Broad mite, Polyphagotarsonemus latus (Banks) (Trombidiformes: Tarsonemidae), is a small, widely distributed tarsonemid mite found on commercial crops across 6 continents (Gerson 1992). Eggs are oval, upper surfaces are covered with whitish spots, and lower surfaces are firmly attached to undersides of young leaves (Fig. 1 A,B). Slow-moving larvae molt into quiescent nymphs after about 1 d, and adults emerge after an additional day (Fig. 1 A,C). Adult males emerge first, and are active in locating and carrying nymphal females to apical portions of leaves so that mating can occur as soon as females emerge. Fecundity is around 40 eggs per female, and the entire life cycle can be completed in as little as 5 d under optimal conditions (25 °C, high humidity, lowlight) (Gerson 1992). Populations are known to build quickly (130 eggs per cm2 on young citrus leaves), and they typically reach peak levels between Apr and Aug in Florida (Peña 1990).
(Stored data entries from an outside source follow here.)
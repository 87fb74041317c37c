use std::collections::BTreeMap;

use crate::{domain::ChatId, errors::Error, Result};

/// In-memory log of open questions: content key -> the chat that asked.
///
/// Keys are derived from message content, so two users asking the identical
/// question collide and the later write wins; the earlier question becomes
/// unreachable by key lookup. That overwrite behavior is intentional and
/// relied upon by callers. Entries live until `/clear_history` or process
/// exit; nothing is persisted.
#[derive(Clone, Debug, Default)]
pub struct CorrelationTable {
    entries: BTreeMap<String, ChatId>,
}

impl CorrelationTable {
    pub fn new() -> Self {
        Self::default()
    }

    /// Store `key -> asker`, returning the displaced chat id on collision.
    pub fn record(&mut self, key: String, asker: ChatId) -> Option<ChatId> {
        self.entries.insert(key, asker)
    }

    /// Resolve a reply's content key back to the chat that asked.
    pub fn resolve(&self, key: &str) -> Result<ChatId> {
        self.entries
            .get(key)
            .copied()
            .ok_or_else(|| Error::Lookup {
                key: key.to_string(),
            })
    }

    pub fn clear(&mut self) {
        self.entries.clear();
    }

    pub fn len(&self) -> usize {
        self.entries.len()
    }

    pub fn is_empty(&self) -> bool {
        self.entries.is_empty()
    }

    /// Plain-text dump for `/show_history`, one entry per line in key order.
    pub fn render(&self) -> String {
        if self.entries.is_empty() {
            return "History is empty.".to_string();
        }
        self.entries
            .iter()
            .map(|(key, chat)| format!("{key} => {}", chat.0))
            .collect::<Vec<_>>()
            .join("\n")
    }
}

#[cfg(test)]
mod tests {
    use super::*;

    #[test]
    fn records_and_resolves() {
        let mut table = CorrelationTable::new();
        assert!(table.record("Question A".to_string(), ChatId(42)).is_none());
        assert_eq!(table.resolve("Question A").unwrap(), ChatId(42));
    }

    #[test]
    fn collision_keeps_the_later_sender() {
        let mut table = CorrelationTable::new();
        table.record("help".to_string(), ChatId(1));
        let displaced = table.record("help".to_string(), ChatId(2));

        assert_eq!(displaced, Some(ChatId(1)));
        assert_eq!(table.resolve("help").unwrap(), ChatId(2));
        assert_eq!(table.len(), 1);
    }

    #[test]
    fn missing_key_is_a_typed_lookup_error() {
        let table = CorrelationTable::new();
        match table.resolve("never stored") {
            Err(Error::Lookup { key }) => assert_eq!(key, "never stored"),
            other => panic!("expected lookup error, got {other:?}"),
        }
    }

    #[test]
    fn clear_empties_the_table() {
        let mut table = CorrelationTable::new();
        table.record("a".to_string(), ChatId(1));
        table.record("b".to_string(), ChatId(2));

        table.clear();

        assert!(table.is_empty());
        assert!(matches!(table.resolve("a"), Err(Error::Lookup { .. })));
    }

    #[test]
    fn render_is_deterministic_and_keyed() {
        let mut table = CorrelationTable::new();
        assert_eq!(table.render(), "History is empty.");

        table.record("b".to_string(), ChatId(2));
        table.record("a".to_string(), ChatId(1));
        assert_eq!(table.render(), "a => 1\nb => 2");
    }
}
Broad mites have been collected on plants from over 60 families, including Rosaceae (Gerson 1992). They have caused economic damage on a wide range of food crops, including apple, avocado, beans, cantaloupe, citrus, coffee, cotton, cucumber, eggplant, grapes, guava, mango, papaya, pear, potato, tea, tomato, and watermelon (Peña & Campbell 2005), as well as many ornamental plants. Broad mites commonly feed on the undersides of young foliage, causing downward leaf curling, rigidity, shriveling, blistering, and darker coloring (Gerson 1992). Heavily infested plants lose leaves, fail to flower, or produce fruit that is distorted, cracked, bronzed, or blemished (Gerson 1992). Mite-related damage can develop in plant parts distant from mite feeding as well as after mites have been controlled with an acaricide, suggesting symptoms are the result of systemic mite toxins (Bassett 1981). Virus- and disease-related damage symptoms can be similar to those caused by broad mite feeding, but visual differences have been characterized for some crops, and it appears that broad mites do not transmit plant viruses (Dhooria & Bindra 1977; Alcantara et al. 2011).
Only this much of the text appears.